For our most challenging walk of the trip there is a remarkably gentle warm-up as you leave from Pontresina and stroll through the Val Roseg. A gravel path snakes its way through the pine forest, slowly gaining height beside the torrent of meltwater gushing from the glaciers at the head of the valley. Information boards punctuate the walk offering insight into the valley, the wildlife found here, the forces of nature at work, and the conservation efforts.
The restaurant at Roseg is a good opportunity to gather your energy, because here the valley walls begin to constrict around you, meaning the only way out is up and over; the path veers right and begins zig-zagging up the wall of grass and rock. Now out of the tree-line, you can enjoy unobstructed views to the hulks of mountain that blockade the valley and the glaciers that clasp their near-vertical slopes. These are the biggest mountains in eastern Switzerland and appear even more majestic when you’ve climbed 1,000 metres to witness them!

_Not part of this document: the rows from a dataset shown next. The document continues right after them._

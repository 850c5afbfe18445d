//! Campaign repository.
//!
//! # Responsibility
//! - CRUD for campaigns, their block association set, and the status
//!   column codec.
//!
//! # Invariants
//! - `code` is unique per environment.
//! - Status transitions are validated by the service layer; this
//!   repository persists whatever status it is told, so snapshots and
//!   imports can restore any state.

use crate::model::campaign::{Campaign, CampaignStatus};
use crate::model::lookup::System;
use crate::model::testplan::Block;
use crate::model::EntityId;
use crate::repo::block::BlockRepository;
use crate::repo::lookup::SystemRepository;
use crate::repo::{
    audit_from_row, linked_ids, replace_links, require_rows, validate_actor, RepoError, RepoResult,
};
use rusqlite::{params, Connection, OptionalExtension, Row};

const CAMPAIGN_SELECT_SQL: &str = "SELECT id, environment_id, code, name, system_id, status, \
     created_at, updated_at, modified_by FROM campaigns";

/// Campaign with its system and block set eager-loaded.
#[derive(Debug, Clone, PartialEq, Eq)]
pub struct CampaignDetail {
    pub campaign: Campaign,
    pub system: System,
    pub blocks: Vec<Block>,
}

#[derive(Debug, Clone, Default)]
pub struct NewCampaign {
    pub code: String,
    pub name: String,
    pub system_id: EntityId,
    pub blocks: Vec<EntityId>,
}

#[derive(Debug, Clone, Default)]
pub struct CampaignPatch {
    pub code: Option<String>,
    pub name: Option<String>,
    pub system_id: Option<EntityId>,
    pub status: Option<CampaignStatus>,
    pub blocks: Option<Vec<EntityId>>,
}

pub struct CampaignRepository<'conn> {
    conn: &'conn Connection,
}

impl<'conn> CampaignRepository<'conn> {
    pub fn new(conn: &'conn Connection) -> Self {
        Self { conn }
    }

    pub fn get_by_id(&self, id: EntityId) -> RepoResult<Option<Campaign>> {
        let mut stmt = self
            .conn
            .prepare(&format!("{CAMPAIGN_SELECT_SQL} WHERE id = ?1;"))?;
        let found = stmt
            .query_row([id], |row| Ok(parse_campaign_row(row)))
            .optional()?;
        found.transpose()
    }

    pub fn get_all(&self) -> RepoResult<Vec<Campaign>> {
        let mut stmt = self
            .conn
            .prepare(&format!("{CAMPAIGN_SELECT_SQL} ORDER BY code ASC;"))?;
        let mut rows = stmt.query([])?;
        let mut campaigns = Vec::new();
        while let Some(row) = rows.next()? {
            campaigns.push(parse_campaign_row(row)?);
        }
        Ok(campaigns)
    }

    pub fn get_by_code(
        &self,
        environment_id: EntityId,
        code: &str,
    ) -> RepoResult<Option<Campaign>> {
        let mut stmt = self.conn.prepare(&format!(
            "{CAMPAIGN_SELECT_SQL} WHERE environment_id = ?1 AND code = ?2;"
        ))?;
        let found = stmt
            .query_row(params![environment_id, code], |row| {
                Ok(parse_campaign_row(row))
            })
            .optional()?;
        found.transpose()
    }

    pub fn get_with_relations(&self, id: EntityId) -> RepoResult<Option<CampaignDetail>> {
        let Some(campaign) = self.get_by_id(id)? else {
            return Ok(None);
        };
        Ok(Some(self.hydrate(campaign)?))
    }

    pub fn get_all_with_relations(&self) -> RepoResult<Vec<CampaignDetail>> {
        self.get_all()?
            .into_iter()
            .map(|campaign| self.hydrate(campaign))
            .collect()
    }

    pub fn create(
        &self,
        input: &NewCampaign,
        environment_id: EntityId,
        modified_by: &str,
    ) -> RepoResult<CampaignDetail> {
        validate_actor(modified_by)?;
        if input.code.trim().is_empty() {
            return Err(RepoError::Validation(
                "campaign code must not be empty".to_string(),
            ));
        }
        if input.name.trim().is_empty() {
            return Err(RepoError::Validation(
                "campaign name must not be empty".to_string(),
            ));
        }
        require_rows(self.conn, "system", "systems", &[input.system_id])?;

        self.conn.execute(
            "INSERT INTO campaigns (environment_id, code, name, system_id, status, modified_by)
             VALUES (?1, ?2, ?3, ?4, ?5, ?6);",
            params![
                environment_id,
                input.code,
                input.name,
                input.system_id,
                status_to_db(CampaignStatus::Draft),
                modified_by
            ],
        )?;
        let id = self.conn.last_insert_rowid();

        self.replace_blocks(id, &input.blocks)?;

        self.get_with_relations(id)?
            .ok_or_else(|| RepoError::not_found("campaign", id))
    }

    pub fn update(
        &self,
        id: EntityId,
        patch: &CampaignPatch,
        modified_by: &str,
    ) -> RepoResult<CampaignDetail> {
        validate_actor(modified_by)?;
        let current = self
            .get_by_id(id)?
            .ok_or_else(|| RepoError::not_found("campaign", id))?;

        let code = patch.code.clone().unwrap_or(current.code);
        let name = patch.name.clone().unwrap_or(current.name);
        let system_id = patch.system_id.unwrap_or(current.system_id);
        let status = patch.status.unwrap_or(current.status);
        if patch.system_id.is_some() {
            require_rows(self.conn, "system", "systems", &[system_id])?;
        }

        self.conn.execute(
            "UPDATE campaigns
             SET code = ?1,
                 name = ?2,
                 system_id = ?3,
                 status = ?4,
                 modified_by = ?5,
                 updated_at = (strftime('%s', 'now') * 1000)
             WHERE id = ?6;",
            params![code, name, system_id, status_to_db(status), modified_by, id],
        )?;

        if let Some(blocks) = &patch.blocks {
            self.replace_blocks(id, blocks)?;
        }

        self.get_with_relations(id)?
            .ok_or_else(|| RepoError::not_found("campaign", id))
    }

    pub fn delete(&self, id: EntityId) -> RepoResult<bool> {
        let changed = self
            .conn
            .execute("DELETE FROM campaigns WHERE id = ?1;", [id])?;
        Ok(changed > 0)
    }

    /// Ids of the blocks attached to one campaign.
    pub fn block_ids(&self, id: EntityId) -> RepoResult<Vec<EntityId>> {
        linked_ids(self.conn, "campaign_blocks", "campaign_id", "block_id", id)
    }

    fn replace_blocks(&self, id: EntityId, blocks: &[EntityId]) -> RepoResult<()> {
        replace_links(
            self.conn,
            "campaign_blocks",
            "campaign_id",
            id,
            "block_id",
            "block",
            "blocks",
            blocks,
        )
    }

    fn hydrate(&self, campaign: Campaign) -> RepoResult<CampaignDetail> {
        let system = SystemRepository::new(self.conn)
            .get_by_id(campaign.system_id)?
            .ok_or_else(|| RepoError::not_found("system", campaign.system_id))?;
        let block_repo = BlockRepository::new(self.conn);
        let blocks = self
            .block_ids(campaign.id)?
            .into_iter()
            .map(|block_id| {
                block_repo
                    .get_by_id(block_id)?
                    .ok_or_else(|| RepoError::not_found("block", block_id))
            })
            .collect::<RepoResult<Vec<_>>>()?;
        Ok(CampaignDetail {
            campaign,
            system,
            blocks,
        })
    }
}

pub(crate) fn status_to_db(status: CampaignStatus) -> &'static str {
    match status {
        CampaignStatus::Draft => "draft",
        CampaignStatus::Running => "running",
        CampaignStatus::Finished => "finished",
        CampaignStatus::Cancelled => "cancelled",
    }
}

pub(crate) fn parse_status(value: &str) -> Option<CampaignStatus> {
    match value {
        "draft" => Some(CampaignStatus::Draft),
        "running" => Some(CampaignStatus::Running),
        "finished" => Some(CampaignStatus::Finished),
        "cancelled" => Some(CampaignStatus::Cancelled),
        _ => None,
    }
}

fn parse_campaign_row(row: &Row<'_>) -> RepoResult<Campaign> {
    let status_text: String = row.get("status")?;
    let status = parse_status(&status_text).ok_or_else(|| {
        RepoError::InvalidData(format!(
            "invalid campaign status `{status_text}` in campaigns.status"
        ))
    })?;

    Ok(Campaign {
        id: row.get("id")?,
        environment_id: row.get("environment_id")?,
        code: row.get("code")?,
        name: row.get("name")?,
        system_id: row.get("system_id")?,
        status,
        audit: audit_from_row(row)?,
    })
}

From Fuorcla Surlej, a mountain hut in the saddle between Munt Arlas and Piz Mortel, you drop into the Engadine Valley, and enjoy a short descent to the Murtel Gondala Station which will bring you effortlessly back down. From here, take a bus to St. Moritz for your overnight.
Enjoy a celebratory beer-with-a-view at the Murtel Gondola Station Bar/Restaurant, before dropping back to Earth.
There are several river crossings. There are always stepping-stones available but these may be slippery, and especially when wet. Take extra caution on these crossings.
Some of the path is along rocky steps and sections with exposed roots; be careful as these may be slippery, especially when wet.
There are some exposed edges; be sure to read instructions carefully, stick to the main path, and don’t wander close to the edge. Use handrails where provided.
In early spring/summer there may still be patches of snow. Walk around where it is possible, and otherwise place your feet carefully and use walking poles if you have them.
This path requires you to cross the railway tracks. Check whether the warning lights are flashing, and then check both directions, before crossing carefully.
This route is above 2,500 metres so bear in mind you may feel a shortness of breath and additional muscle fatigue associated with the altitude.
Such is the way of Alpine hiking, that you need to be prepared for all seasons and weathers; sturdy hiking boots, warm clothes and a waterproof/wind-break layer are all required, as is plenty of sun-cream and a healthy respect for the sun.
Walking poles will be a big advantage on some of these ascents and descents.
Ensure your phone is fully charged; if you doubt the battery will last throughout the hike, it might be beneficial to bring a power bank.
This walk is isolated with few opportunities to buy food or water so be sure to bring enough with you.
Points of Interest
This secluded glacial valley is towered over by the highest mountains in Eastern Switzerland; along the way you will get glimpses to Piz Bernina 4049 metres, Piz Scerscen 3971 metres, and Piz Roseg 3937 metres. Clinging to these mountains you will see the glaciers of Vadret da Roseg above the lake, and Vadret da Tschierva to the east. The lake, Lej da Vadret has only been revealed by the retreat of these glaciers over the last century. The pine forest section through which you walk is rather more hospitable, and you might see red squirrels, woodpeckers and alpine flowers.
Food and Drink
After leaving Pontresina, there are restaurants at Roseg after 7km, Fuorcla Surlej after 11km and Murtel Gondola Station after 13km.
A steep climb separates Roseg and Fuorcla Surlej, which will take approximately two and a half hours. Be sure you have enough water before leaving Roseg.